Task directions:
Word for word, transcribe the material below from its first line to the line with "pub(crate) fn from_panic(payload: &(dyn", both included.

Dataset content:

use super::Capability;

#[derive(Debug, thiserror::Error)]
pub enum PluginError {
    #[error("{message}")]
    Failed { message: String },

    #[error("Plugin does not implement '{capability}'")]
    Unsupported { capability: Capability },

    #[error("Unknown member '{name}' on plugin '{plugin}'")]
    UnknownMember { plugin: String, name: String },

    #[error("Plugin panicked: {message}")]
    Panicked { message: String },

    #[error("Runtime call failed: {message}")]
    Runtime { message: String },

    #[error(transparent)]
    Json(#[from] serde_json::Error),
}

impl PluginError {
    pub fn failed(message: impl Into<String>) -> Self {
        Self::Failed {
            message: message.into(),
        }
    }

    pub fn unsupported(capability: Capability) -> Self {
        Self::Unsupported { capability }
    }

    /// Render a caught panic payload
    pub(crate) fn from_panic(payload: &(dyn std::any::Any + Send)) -> Self {
        let message = if let Some(s) = payload.downcast_ref::<&str>() {
            (*s).to_string()
        } else if let Some(s) = payload.downcast_ref::<String>() {
            s.clone()
        } else {
            "non-string panic payload".to_string()
        };
        Self::Panicked { message }
    }
}

impl From<crate::Error> for PluginError {
    fn from(err: crate::Error) -> Self {
        match err {
            crate::Error::Plugin(inner) => inner,
            other => Self::Runtime {
                message: other.to_string(),
            },
        }
    }
}
//! Descriptor-driven plugin loading.

use std::collections::BTreeSet;
use std::sync::Arc;

use dashmap::mapref::entry::Entry;
use futures::FutureExt;
use futures::future::{BoxFuture, Shared};
use serde_json::{Value, json};
use tracing::Instrument;

use super::{CONFIGURATION_LOAD_EVENT, Runtime};
use crate::Error;
use crate::descriptor::LoadMode;
use crate::observability::load_span;

/// Load progress of one plugin id. Concurrent loaders of the same id share
/// the in-flight future.
pub(crate) enum LoadState {
    Loading(Shared<BoxFuture<'static, bool>>),
    Loaded,
}

tokio::task_local! {
    /// Ids whose loads enclose the current task's work
    static LOAD_CHAIN: Arc<BTreeSet<String>>;
}

impl Runtime {
    /// Load every plugin the descriptor binds to `event` with `mode`
    pub(crate) async fn load_plugins(&self, event: &str, mode: LoadMode) {
        let merged = self.inner.descriptors.current().await;
        let Some(bound) = merged.plugins_for(event) else {
            return;
        };

        for (id, entry) in bound {
            if entry.load != mode {
                continue;
            }
            if self.inner.registry.read().await.contains(id) {
                continue;
            }
            self.load_plugin(id).await;
        }
    }

    /// Fetch and register a described plugin, at most once per id.
    ///
    /// Resolves to `false` when the code could not be loaded; the id may be
    /// retried later. A loaded plugin is never fetched again, even after
    /// it has been removed. Events fired while a load is in progress skip
    /// that id instead of waiting for it.
    pub fn load_plugin(&self, id: &str) -> BoxFuture<'static, bool> {
        let runtime = self.clone();
        let id = id.to_string();

        async move {
            let chain = LOAD_CHAIN.try_with(Arc::clone).unwrap_or_default();
            if chain.contains(&id) {
                tracing::trace!(plugin_id = %id, "load already in progress further up");
                return false;
            }

            let pending = match runtime.inner.loads.entry(id.clone()) {
                Entry::Occupied(entry) => match entry.get() {
                    LoadState::Loaded => return true,
                    LoadState::Loading(pending) => pending.clone(),
                },
                Entry::Vacant(entry) => {
                    let mut nested = chain.as_ref().clone();
                    nested.insert(id.clone());
                    let pending = LOAD_CHAIN
                        .scope(
                            Arc::new(nested),
                            runtime.clone().fetch_and_register(id.clone()),
                        )
                        .instrument(load_span(&id))
                        .boxed()
                        .shared();
                    entry.insert(LoadState::Loading(pending.clone()));
                    pending
                }
            };

            let awaited = pending.clone();
            let loaded = pending.await;
            let ours = |state: &LoadState| {
                matches!(state, LoadState::Loading(current) if current.ptr_eq(&awaited))
            };
            if loaded {
                if let Some(mut state) = runtime.inner.loads.get_mut(&id)
                    && ours(&*state)
                {
                    *state = LoadState::Loaded;
                }
            } else {
                runtime.inner.loads.remove_if(&id, |_, state| ours(state));
            }
            loaded
        }
        .boxed()
    }

    async fn fetch_and_register(self, id: String) -> bool {
        let metrics = &self.inner.metrics;
        let merged = self.inner.descriptors.current().await;
        let (Some(descriptor), Some(root)) = (merged.descriptor(&id), merged.root_of(&id).cloned())
        else {
            tracing::warn!(plugin_id = %id, "plugin is not described by any root");
            metrics.load_failures.inc();
            return false;
        };

        let configuration = self.configuration(&descriptor).await;
        self.transform(
            &format!("{CONFIGURATION_LOAD_EVENT}-after"),
            json!({ "pluginId": id, "configuration": configuration }),
        )
        .await;

        let specs = match descriptor.code_url(&root) {
            Ok(url) => self
                .inner
                .loader
                .load_code(&url, &descriptor)
                .await
                .map_err(Error::from),
            Err(e) => Err(e),
        };
        let specs = match specs {
            Ok(specs) => specs,
            Err(e) => {
                tracing::warn!(plugin_id = %id, error = %e, "failed to load plugin code");
                metrics.load_failures.inc();
                return false;
            }
        };

        let mut registered = true;
        let mut claimed = false;
        for mut spec in specs {
            if spec.id.is_none() && !claimed {
                spec.id = Some(id.clone());
            }
            if spec.id.as_deref() == Some(id.as_str()) {
                claimed = true;
            }
            if spec.root.is_none() {
                spec.root = Some(root.to_string());
            }

            let spec_id = spec.id.clone();
            if let Err(e) = self.add(spec, Value::Null).await {
                tracing::warn!(plugin_id = %id, spec_id = ?spec_id, error = %e, "failed to register loaded plugin");
                if spec_id.as_deref() == Some(id.as_str()) {
                    registered = false;
                }
            }
        }

        if registered {
            metrics.plugins_loaded.inc();
            tracing::debug!(plugin_id = %id, "plugin loaded");
        } else {
            metrics.load_failures.inc();
        }
        registered
    }
}
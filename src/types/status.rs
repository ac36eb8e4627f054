//! Canonical payment status and backend status mapping

use serde::{Deserialize, Deserializer, Serialize, Serializer};
use std::fmt;

/// Canonical payment status
///
/// The backend emits a wider vocabulary than this; [`map_backend_status`] folds
/// it into these variants. Values we do not recognise are kept verbatim in
/// [`PaymentStatus::Other`] rather than being forced into `Failed`.
#[derive(Debug, Clone, Default, PartialEq, Eq, Hash)]
pub enum PaymentStatus {
    /// Waiting for the payer; every intent starts here
    #[default]
    Pending,
    /// Payer acted, processor has not settled yet
    Processing,
    /// Funds collected
    Succeeded,
    /// Processor rejected the payment
    Failed,
    /// Collection window closed, or the poller gave up waiting
    Expired,
    /// Unrecognised backend status, passed through unchanged
    Other(String),
}

impl PaymentStatus {
    /// String form of the status
    pub fn as_str(&self) -> &str {
        match self {
            Self::Pending => "pending",
            Self::Processing => "processing",
            Self::Succeeded => "succeeded",
            Self::Failed => "failed",
            Self::Expired => "expired",
            Self::Other(raw) => raw,
        }
    }

    /// Whether no further transition is expected from this status
    pub fn is_terminal(&self) -> bool {
        matches!(self, Self::Succeeded | Self::Failed | Self::Expired)
    }
}

/// Map a backend status string onto the canonical vocabulary
///
/// Total and deterministic: every input maps to exactly one status and nothing
/// panics.
pub fn map_backend_status(raw: &str) -> PaymentStatus {
    match raw {
        "awaiting_payment" | "pending" => PaymentStatus::Pending,
        "processing" => PaymentStatus::Processing,
        "paid" | "succeeded" => PaymentStatus::Succeeded,
        "failed" => PaymentStatus::Failed,
        "expired" => PaymentStatus::Expired,
        other => PaymentStatus::Other(other.to_string()),
    }
}

impl fmt::Display for PaymentStatus {
    fn fmt(&self, f: &mut fmt::Formatter<'_>) -> fmt::Result {
        f.write_str(self.as_str())
    }
}

impl From<&str> for PaymentStatus {
    fn from(raw: &str) -> Self {
        map_backend_status(raw)
    }
}

impl Serialize for PaymentStatus {
    fn serialize<S: Serializer>(&self, serializer: S) -> std::result::Result<S::Ok, S::Error> {
        serializer.serialize_str(self.as_str())
    }
}

impl<'de> Deserialize<'de> for PaymentStatus {
    fn deserialize<D: Deserializer<'de>>(deserializer: D) -> std::result::Result<Self, D::Error> {
        let raw = String::deserialize(deserializer)?;
        Ok(map_backend_status(&raw))
    }
}
#[tokio::test]
async fn test_cancel_failure_retains_token_for_retry() {
    let mut server = Server::new_async().await;
    let client =
        PaymentIntentClient::in_memory(test_config(server.url()).with_max_cancel_retries(0))
            .unwrap();
    let scope = cancel_scope("pay_1");

    // Two attempts before any success carry the same token
    let failing = server
        .mock("POST", "/payment-intents/pay_1/cancel")
        .with_status(503)
        .with_body(json!({ "message": "Upstream unavailable" }).to_string())
        .expect(2)
        .create_async()
        .await;

    let first = client.cancel("pay_1").await.unwrap_err();
    assert_eq!(first.to_string(), "Upstream unavailable");
    let token = client.idempotency().peek(&scope).await.unwrap().unwrap();

    client.cancel("pay_1").await.unwrap_err();
    assert_eq!(
        client.idempotency().peek(&scope).await.unwrap().as_deref(),
        Some(token.as_str())
    );
    failing.assert_async().await;
    failing.remove_async().await;

    // The eventual success uses that same token, then clears it
    let succeeding = server
        .mock("POST", "/payment-intents/pay_1/cancel")
        .match_header("idempotency-key", token.as_str())
        .with_status(200)
        .with_body(json!({ "success": true }).to_string())
        .create_async()
        .await;

    client.cancel("pay_1").await.unwrap();
    succeeding.assert_async().await;
    assert_eq!(client.idempotency().peek(&scope).await.unwrap(), None);

    // A new logical cancel gets a new token
    let next = client.idempotency().get_or_create(&scope).await.unwrap();
    assert_ne!(next, token);
}
//! Payment intent command-line client
//!
//! Drives the payments API from a terminal: create an intent, check or watch
//! its status, cancel it, and fetch its QR code.
//!
//! ## Storage Backends
//!
//! Idempotency tokens for cancels are kept in:
//! - **In-Memory**: Default storage (tokens live as long as the process)
//! - **Redis**: Session-scoped storage with TTL (enable with `redis` feature)

use rust_decimal::Decimal;
use std::collections::HashMap;
use std::env;
use std::str::FromStr;
use std::sync::Arc;
use std::time::Duration;

use rust_payintent::{
    client::PaymentIntentClient,
    poller::{PollOptions, StatusPoller},
    storage::{InMemorySessionStorage, SessionStorage},
    types::{CheckoutItem, CheckoutPayload, ClientConfig},
    PaymentError, Result,
};

#[cfg(feature = "redis")]
use rust_payintent::storage::redis_storage::RedisSessionStorage;

const USAGE: &str = "\
Usage: payintent <command> [args]

Commands:
   create <amount> <description> <items-json>   Create a payment intent
   status <payment-id>                           Fetch the current status once
   watch <payment-id>                            Poll until a terminal status
   cancel <payment-id>                           Cancel a payment (idempotent)
   qr <payment-intent-id>                        Print the QR code URL
   download-qr <payment-id> <path>               Save the QR image

Environment variables:
   PAYMENT_API_URL - Payments API base URL (required)
   PAYMENT_API_TOKEN - Bearer token
   PAYMENT_API_CSRF_TOKEN - CSRF token
   PAYMENT_API_TIMEOUT_SECS - Timeout for mutating calls (default: 60)
   POLL_INTERVAL_MS - Interval between status checks (default: 6000)
   POLL_TIMEOUT_MS - Give up watching after this long (default: 300000)
   STORAGE_BACKEND - Token storage: 'memory' or 'redis' (default: memory)";

#[tokio::main]
async fn main() -> std::result::Result<(), Box<dyn std::error::Error>> {
    // Initialize tracing
    tracing_subscriber::fmt::init();

    let args: Vec<String> = env::args().skip(1).collect();
    let Some(command) = args.first() else {
        eprintln!("{}", USAGE);
        std::process::exit(2);
    };

    let client = Arc::new(PaymentIntentClient::new(
        ClientConfig::from_env()?,
        storage_from_env().await?,
    )?);

    match (command.as_str(), &args[1..]) {
        ("create", [amount, description, items]) => {
            create(&client, amount, description, items).await?
        }
        ("status", [payment_id]) => {
            let result = client.query_status(payment_id).await?;
            println!("{}: {}", payment_id, result.status);
        }
        ("watch", [payment_id]) => watch(client, payment_id).await?,
        ("cancel", [payment_id]) => {
            let outcome = client.cancel(payment_id).await?;
            if outcome.already_cancelled {
                println!("{}: already cancelled", payment_id);
            } else {
                println!("{}: cancelled", payment_id);
            }
        }
        ("qr", [payment_intent_id]) => match client.fetch_qr_url(payment_intent_id).await? {
            Some(url) => println!("{}", url),
            None => println!("No QR code for {}", payment_intent_id),
        },
        ("download-qr", [payment_id, path]) => match client.download_qr(payment_id).await? {
            Some(artifact) => {
                tokio::fs::write(path, &artifact.bytes).await?;
                println!("Saved {} bytes to {}", artifact.bytes.len(), path);
            }
            None => println!("No QR image for {}", payment_id),
        },
        _ => {
            eprintln!("{}", USAGE);
            std::process::exit(2);
        }
    }

    Ok(())
}

/// Pick the token storage backend from `STORAGE_BACKEND`
async fn storage_from_env() -> Result<Arc<dyn SessionStorage>> {
    let storage_type = env::var("STORAGE_BACKEND").unwrap_or_else(|_| "memory".to_string());

    if storage_type == "redis" {
        #[cfg(not(feature = "redis"))]
        {
            return Err(PaymentError::config(
                "Redis storage requested but the 'redis' feature is not enabled",
            ));
        }

        #[cfg(feature = "redis")]
        {
            let redis_url =
                env::var("REDIS_URL").unwrap_or_else(|_| "redis://localhost:6379".to_string());
            let key_prefix = env::var("REDIS_KEY_PREFIX").ok();
            tracing::info!(%redis_url, "Using Redis token storage");
            let storage = RedisSessionStorage::new(&redis_url, key_prefix.as_deref()).await?;
            return Ok(Arc::new(storage));
        }
    }

    tracing::info!("Using in-memory token storage");
    Ok(Arc::new(InMemorySessionStorage::new()))
}

async fn create(
    client: &PaymentIntentClient,
    amount: &str,
    description: &str,
    items: &str,
) -> Result<()> {
    let amount = Decimal::from_str(amount)
        .map_err(|e| PaymentError::validation(format!("Invalid amount '{}': {}", amount, e)))?;
    let items: Vec<CheckoutItem> = serde_json::from_str(items)?;

    let created = client
        .create_intent(
            amount,
            description,
            HashMap::new(),
            &CheckoutPayload::new(items),
        )
        .await?;

    println!("Created payment {}", created.intent.id);
    println!("   status: {}", created.intent.status);
    if let Some(qr) = &created.intent.qr_code_url {
        println!("   qr: {}", qr);
    }
    if let Some(redirect) = &created.redirect_url {
        println!("   checkout: {}", redirect);
    }
    Ok(())
}

fn millis_from_env(name: &str, default: Duration) -> Result<Duration> {
    match env::var(name) {
        Ok(value) => value
            .parse()
            .map(Duration::from_millis)
            .map_err(|_| PaymentError::config(format!("Invalid {}: {}", name, value))),
        Err(_) => Ok(default),
    }
}

async fn watch(client: Arc<PaymentIntentClient>, payment_id: &str) -> Result<()> {
    let defaults = PollOptions::default();
    let options = PollOptions::default()
        .with_interval(millis_from_env("POLL_INTERVAL_MS", defaults.interval)?)
        .with_timeout(millis_from_env("POLL_TIMEOUT_MS", defaults.timeout)?);

    let poller = StatusPoller::new(client).with_options(options);
    let handle = poller.start(payment_id, |update| {
        if update.timed_out {
            println!("{}: {} (gave up waiting)", update.payment_id, update.status);
        } else {
            println!("{}: {}", update.payment_id, update.status);
        }
    });

    tokio::select! {
        _ = handle.finished() => {}
        _ = tokio::signal::ctrl_c() => {
            println!("Interrupted");
            poller.dispose();
        }
    }
    Ok(())
}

Solution to this exercise:
use super::Capability;

#[derive(Debug, thiserror::Error)]
pub enum PluginError {
    #[error("{message}")]
    Failed { message: String },

    #[error("Plugin does not implement '{capability}'")]
    Unsupported { capability: Capability },

    #[error("Unknown member '{name}' on plugin '{plugin}'")]
    UnknownMember { plugin: String, name: String },

    #[error("Plugin panicked: {message}")]
    Panicked { message: String },

    #[error("Runtime call failed: {message}")]
    Runtime { message: String },

    #[error(transparent)]
    Json(#[from] serde_json::Error),
}

impl PluginError {
    pub fn failed(message: impl Into<String>) -> Self {
        Self::Failed {
            message: message.into(),
        }
    }

    pub fn unsupported(capability: Capability) -> Self {
        Self::Unsupported { capability }
    }

    /// Render a caught panic payload
    pub(crate) fn from_panic(payload: &(dyn std::any::Any + Send)) -> Self {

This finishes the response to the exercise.